== Directions ==
Below are records; copy every line among them that contains the word "system".

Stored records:
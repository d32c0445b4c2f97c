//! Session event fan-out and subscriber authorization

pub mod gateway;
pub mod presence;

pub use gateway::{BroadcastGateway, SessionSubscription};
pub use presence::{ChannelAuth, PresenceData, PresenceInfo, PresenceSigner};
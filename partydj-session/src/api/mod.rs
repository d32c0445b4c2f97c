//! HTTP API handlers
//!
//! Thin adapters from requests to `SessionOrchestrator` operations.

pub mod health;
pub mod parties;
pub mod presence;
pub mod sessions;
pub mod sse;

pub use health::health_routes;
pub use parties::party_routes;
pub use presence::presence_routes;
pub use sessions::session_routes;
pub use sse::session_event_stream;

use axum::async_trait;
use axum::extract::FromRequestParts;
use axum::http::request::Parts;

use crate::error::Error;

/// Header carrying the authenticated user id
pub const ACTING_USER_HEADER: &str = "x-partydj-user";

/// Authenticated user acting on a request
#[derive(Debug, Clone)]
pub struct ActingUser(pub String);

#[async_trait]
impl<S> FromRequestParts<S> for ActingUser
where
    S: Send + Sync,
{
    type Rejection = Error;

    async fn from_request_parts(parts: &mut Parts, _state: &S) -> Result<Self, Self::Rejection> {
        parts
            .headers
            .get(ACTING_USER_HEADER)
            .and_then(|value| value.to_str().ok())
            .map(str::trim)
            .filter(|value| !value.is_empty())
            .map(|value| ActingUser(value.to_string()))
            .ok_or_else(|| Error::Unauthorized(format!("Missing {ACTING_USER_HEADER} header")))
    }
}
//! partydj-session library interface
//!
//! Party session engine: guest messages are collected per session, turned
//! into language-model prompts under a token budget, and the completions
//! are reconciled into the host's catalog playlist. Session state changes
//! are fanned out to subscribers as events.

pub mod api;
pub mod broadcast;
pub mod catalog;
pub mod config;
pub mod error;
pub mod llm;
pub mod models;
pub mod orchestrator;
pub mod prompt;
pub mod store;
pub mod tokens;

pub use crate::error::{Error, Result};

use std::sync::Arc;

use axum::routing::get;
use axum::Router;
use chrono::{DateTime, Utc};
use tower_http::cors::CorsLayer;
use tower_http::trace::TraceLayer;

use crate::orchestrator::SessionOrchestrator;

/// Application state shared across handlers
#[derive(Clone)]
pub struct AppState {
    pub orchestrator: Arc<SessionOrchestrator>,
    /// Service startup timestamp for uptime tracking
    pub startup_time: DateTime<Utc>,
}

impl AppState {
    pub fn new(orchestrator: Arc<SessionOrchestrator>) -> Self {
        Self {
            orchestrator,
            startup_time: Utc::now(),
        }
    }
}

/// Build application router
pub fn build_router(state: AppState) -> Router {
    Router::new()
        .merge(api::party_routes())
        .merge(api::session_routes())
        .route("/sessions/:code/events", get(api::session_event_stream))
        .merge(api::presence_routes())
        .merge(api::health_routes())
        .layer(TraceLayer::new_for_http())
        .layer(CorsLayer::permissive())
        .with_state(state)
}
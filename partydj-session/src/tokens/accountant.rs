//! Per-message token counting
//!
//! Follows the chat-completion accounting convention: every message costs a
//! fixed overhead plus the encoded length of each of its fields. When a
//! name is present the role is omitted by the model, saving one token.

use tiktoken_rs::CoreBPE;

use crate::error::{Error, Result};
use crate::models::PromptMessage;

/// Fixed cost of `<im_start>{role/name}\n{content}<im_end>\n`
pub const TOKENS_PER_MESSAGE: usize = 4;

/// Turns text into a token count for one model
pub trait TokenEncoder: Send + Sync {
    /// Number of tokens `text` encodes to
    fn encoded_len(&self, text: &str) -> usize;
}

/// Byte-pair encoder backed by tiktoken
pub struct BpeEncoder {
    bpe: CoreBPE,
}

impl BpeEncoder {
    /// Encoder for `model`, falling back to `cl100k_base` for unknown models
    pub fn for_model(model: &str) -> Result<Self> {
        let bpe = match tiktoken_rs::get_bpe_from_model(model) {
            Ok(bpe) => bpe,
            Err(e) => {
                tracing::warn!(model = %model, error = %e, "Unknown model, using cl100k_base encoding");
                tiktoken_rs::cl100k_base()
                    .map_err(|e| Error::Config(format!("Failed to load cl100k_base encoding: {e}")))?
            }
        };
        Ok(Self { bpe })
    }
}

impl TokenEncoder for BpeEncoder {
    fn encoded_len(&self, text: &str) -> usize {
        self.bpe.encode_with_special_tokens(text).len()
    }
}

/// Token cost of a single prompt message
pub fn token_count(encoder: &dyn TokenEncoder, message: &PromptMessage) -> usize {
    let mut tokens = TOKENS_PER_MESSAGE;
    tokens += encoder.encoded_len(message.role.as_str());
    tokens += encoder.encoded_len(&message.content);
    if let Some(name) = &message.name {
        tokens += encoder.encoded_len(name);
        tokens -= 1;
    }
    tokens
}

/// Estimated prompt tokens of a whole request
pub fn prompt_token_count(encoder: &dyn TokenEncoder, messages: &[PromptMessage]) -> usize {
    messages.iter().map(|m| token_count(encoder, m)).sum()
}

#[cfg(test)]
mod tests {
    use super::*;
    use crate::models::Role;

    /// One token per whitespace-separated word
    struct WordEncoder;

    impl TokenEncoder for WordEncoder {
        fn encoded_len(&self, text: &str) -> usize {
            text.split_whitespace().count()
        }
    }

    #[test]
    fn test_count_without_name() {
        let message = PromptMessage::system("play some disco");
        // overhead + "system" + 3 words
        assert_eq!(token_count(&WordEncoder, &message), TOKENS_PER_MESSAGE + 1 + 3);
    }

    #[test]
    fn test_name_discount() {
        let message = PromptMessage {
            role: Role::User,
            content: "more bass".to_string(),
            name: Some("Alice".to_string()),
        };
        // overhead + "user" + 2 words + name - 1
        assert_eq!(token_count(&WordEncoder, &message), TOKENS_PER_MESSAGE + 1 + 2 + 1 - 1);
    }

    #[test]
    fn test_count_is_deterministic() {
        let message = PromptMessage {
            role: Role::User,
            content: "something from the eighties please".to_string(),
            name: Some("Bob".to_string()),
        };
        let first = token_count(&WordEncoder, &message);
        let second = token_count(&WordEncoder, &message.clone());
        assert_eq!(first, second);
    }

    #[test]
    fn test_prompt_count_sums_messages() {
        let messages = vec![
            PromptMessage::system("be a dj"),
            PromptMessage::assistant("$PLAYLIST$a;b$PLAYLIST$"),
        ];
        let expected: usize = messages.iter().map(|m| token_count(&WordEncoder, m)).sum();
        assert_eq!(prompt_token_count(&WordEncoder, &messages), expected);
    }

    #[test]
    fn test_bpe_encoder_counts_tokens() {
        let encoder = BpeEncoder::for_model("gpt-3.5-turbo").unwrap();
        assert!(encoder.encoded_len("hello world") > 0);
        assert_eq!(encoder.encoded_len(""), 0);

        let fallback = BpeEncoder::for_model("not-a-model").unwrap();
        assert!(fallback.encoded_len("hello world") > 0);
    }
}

== Solution to this problem ==
        let message = PromptMessage::system("play some disco");
        // overhead + "system" + 3 words
            PromptMessage::system("be a dj"),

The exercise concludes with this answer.